▶

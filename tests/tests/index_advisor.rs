use tests::prelude::*;

use gql::{Index, InMemoryIndexes};
use pretty_assertions::assert_eq;
use std::sync::Arc;

fn index(properties: &[&str]) -> Index {
    Index {
        kind: "TestModel".to_string(),
        properties: properties.iter().map(|p| p.to_string()).collect(),
        ancestor: false,
    }
}

#[tokio::test]
async fn records_composite_indexes_once() {
    let indexes = Arc::new(InMemoryIndexes::new());
    let (db, _log) = setup_with(
        LoggingTransport::new(),
        Config::new().generate_index_file(true),
        Some(indexes.clone()),
    );

    // Single property queries are served by built-in indexes.
    db.all(Query::<TestModel>::all().filter(TestModel::BOOL_VALUE))
        .await
        .unwrap();
    assert!(indexes.indexes().is_empty());

    let query = Query::<TestModel>::all()
        .filter(TestModel::BOOL_VALUE.eq(false))
        .filter(TestModel::INT_VALUE.ge(4));

    db.all(query.clone()).await.unwrap();
    db.all(query).await.unwrap();

    db.all(
        Query::<TestModel>::all()
            .filter(TestModel::BOOL_VALUE)
            .order_by(TestModel::INT_VALUE.desc())
            .select((TestModel::STRING_VALUE, TestModel::SHORT_VALUE)),
    )
    .await
    .unwrap();

    assert_eq!(
        indexes.indexes(),
        [
            index(&["BoolValue", "IntValue"]),
            index(&["BoolValue", "IntValue", "StringValue", "ShortValue"]),
        ]
    );
}

#[tokio::test]
async fn projection_counts_as_one_reference() {
    let indexes = Arc::new(InMemoryIndexes::new());
    let (db, _log) = setup_with(
        LoggingTransport::new(),
        Config::new().generate_index_file(true),
        Some(indexes.clone()),
    );

    db.all(Query::<TestModel>::all().select((TestModel::INT_VALUE, TestModel::LONG_VALUE)))
        .await
        .unwrap();
    assert!(indexes.indexes().is_empty());

    db.all(
        Query::<TestModel>::all()
            .filter(TestModel::BOOL_VALUE)
            .select(TestModel::INT_VALUE),
    )
    .await
    .unwrap();
    assert_eq!(indexes.indexes(), [index(&["BoolValue", "IntValue"])]);
}

#[tokio::test]
async fn advisor_is_not_consulted_when_disabled() {
    let indexes = Arc::new(InMemoryIndexes::new());
    let (db, _log) = setup_with(LoggingTransport::new(), Config::new(), Some(indexes.clone()));

    db.all(
        Query::<TestModel>::all()
            .filter(TestModel::BOOL_VALUE)
            .filter(TestModel::INT_VALUE.lt(3)),
    )
    .await
    .unwrap();

    assert!(indexes.indexes().is_empty());
}

#[tokio::test]
async fn index_file_is_rewritten_on_each_new_index() {
    let path = std::env::temp_dir().join(format!(
        "gql-index-file-test-{}.yaml",
        std::process::id()
    ));

    let (db, _log) = setup_with(
        LoggingTransport::new(),
        Config::new()
            .generate_index_file(true)
            .index_file_path(&path),
        None,
    );

    db.all(
        Query::<TestModel>::all()
            .filter(TestModel::BOOL_VALUE)
            .filter(TestModel::INT_VALUE.lt(3)),
    )
    .await
    .unwrap();

    db.all(
        Query::<TestModel>::all()
            .filter(TestModel::COLOR.eq(Color::Red))
            .order_by(TestModel::ID.asc()),
    )
    .await
    .unwrap();

    let yaml = std::fs::read_to_string(&path).unwrap();
    std::fs::remove_file(&path).unwrap();

    assert_eq!(
        yaml,
        "indexes:\n\
         - kind: TestModel\n  ancestor: no\n  properties:\n  - name: BoolValue\n  - name: IntValue\n\
         - kind: TestModel\n  ancestor: no\n  properties:\n  - name: Color\n  - name: __key__\n"
    );
}

#[test]
fn index_generation_requires_a_path() {
    let err = assert_err!(Db::builder()
        .config(
            Config::new()
                .generate_index_file(true)
                .index_file_path("")
        )
        .build(LoggingTransport::new()));
    assert!(err.is_invalid_config());
}

#[tokio::test]
async fn hand_written_index_file_is_not_overwritten() {
    let path = std::env::temp_dir().join(format!(
        "gql-index-file-hand-written-{}.yaml",
        std::process::id()
    ));
    let hand_written = "indexes:\n- kind: TestModel\n  properties:\n  - name: IntValue\n    direction: desc\n";
    std::fs::write(&path, hand_written).unwrap();

    let (db, log) = setup_with(
        LoggingTransport::new(),
        Config::new()
            .generate_index_file(true)
            .index_file_path(&path),
        None,
    );

    let res = db
        .all(
            Query::<TestModel>::all()
                .filter(TestModel::BOOL_VALUE)
                .filter(TestModel::INT_VALUE.lt(3)),
        )
        .await;

    let yaml = std::fs::read_to_string(&path).unwrap();
    std::fs::remove_file(&path).unwrap();

    assert_err_kind!(res, is_invalid_config);
    assert_eq!(yaml, hand_written);
    assert!(log.is_empty());
}
#![allow(dead_code)]

use gql::{
    async_trait, driver::Key, EnumVariant, Field, GqlQuery, KeyLookup, Model, ModelSchema, Path,
    Primitive, Result, Transport, Type, Value, ValueRecord,
};
use gql::{Db, Entity};

use chrono::{DateTime, Utc};
use std::sync::OnceLock;

#[derive(Debug, Clone, Copy, PartialEq, Eq, Default)]
pub enum Color {
    #[default]
    Red,
    Green,
}

pub const COLORS: &[EnumVariant] = &[EnumVariant::new("Red", 0), EnumVariant::new("Green", 1)];

impl Primitive for Color {
    fn ty() -> Type {
        Type::Enum(COLORS)
    }

    fn into_value(self) -> Value {
        Self::variant_value(COLORS[self as usize])
    }

    fn load(value: Value) -> Result<Self> {
        match Self::load_variant(COLORS, value)?.discriminant {
            0 => Ok(Color::Red),
            _ => Ok(Color::Green),
        }
    }
}

#[derive(Debug, Clone, PartialEq, Default)]
pub struct Product {
    pub id: String,
    pub name: String,
    pub price: i32,
    pub active: bool,
    pub rating: f64,
    pub color: Color,
    pub created_at: DateTime<Utc>,
}

impl Product {
    pub const ID: Path<Product, String> = Path::new("Id");
    pub const NAME: Path<Product, String> = Path::new("Name");
    pub const PRICE: Path<Product, i32> = Path::new("Price");
    pub const ACTIVE: Path<Product, bool> = Path::new("Active");
    pub const RATING: Path<Product, f64> = Path::new("Rating");
    pub const COLOR: Path<Product, Color> = Path::new("Color");
    pub const CREATED_AT: Path<Product, DateTime<Utc>> = Path::new("CreatedAt");
}

impl Model for Product {
    fn schema() -> &'static ModelSchema {
        static SCHEMA: OnceLock<ModelSchema> = OnceLock::new();
        SCHEMA.get_or_init(|| {
            ModelSchema::new(
                "Product",
                vec![
                    Field::new("Id", Type::String),
                    Field::new("Name", Type::String),
                    Field::new("Price", Type::I32),
                    Field::new("Active", Type::Bool),
                    Field::new("Rating", Type::F64),
                    Field::new("Color", Color::ty()),
                    Field::new("CreatedAt", Type::DateTime),
                ],
            )
        })
    }

    fn to_record(&self) -> ValueRecord {
        ValueRecord::from_vec(vec![
            self.id.clone().into(),
            self.name.clone().into(),
            self.price.into(),
            self.active.into(),
            self.rating.into(),
            self.color.into_value(),
            self.created_at.into(),
        ])
    }

    fn load(mut record: ValueRecord) -> Result<Self> {
        Ok(Product {
            id: String::load(record.take(0))?,
            name: String::load(record.take(1))?,
            price: i32::load(record.take(2))?,
            active: bool::load(record.take(3))?,
            rating: f64::load(record.take(4))?,
            color: Color::load(record.take(5))?,
            created_at: DateTime::<Utc>::load(record.take(6))?,
        })
    }
}

/// A transport that never returns rows.
#[derive(Debug, Default)]
pub struct Empty;

#[async_trait]
impl KeyLookup for Empty {
    async fn exists(&self, _key: &Key) -> Result<bool> {
        Ok(false)
    }
}

#[async_trait]
impl Transport for Empty {
    async fn run_query(&self, _query: &GqlQuery) -> Result<Vec<Entity>> {
        Ok(vec![])
    }
}

pub fn db() -> Db {
    Db::builder().build(Empty).unwrap()
}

◀

Everything from the first line of the records through the line holding "async fn records_composite_indexes_once()" is to be transcribed exactly; leave out all other lines.

filename tests/tests/index_advisor.rs
use tests::prelude::*;

use gql::{Index, InMemoryIndexes};
use pretty_assertions::assert_eq;
use std::sync::Arc;

fn index(properties: &[&str]) -> Index {
    Index {
        kind: "TestModel".to_string(),
        properties: properties.iter().map(|p| p.to_string()).collect(),
        ancestor: false,
    }
}

#[tokio::test]
async fn records_composite_indexes_once() {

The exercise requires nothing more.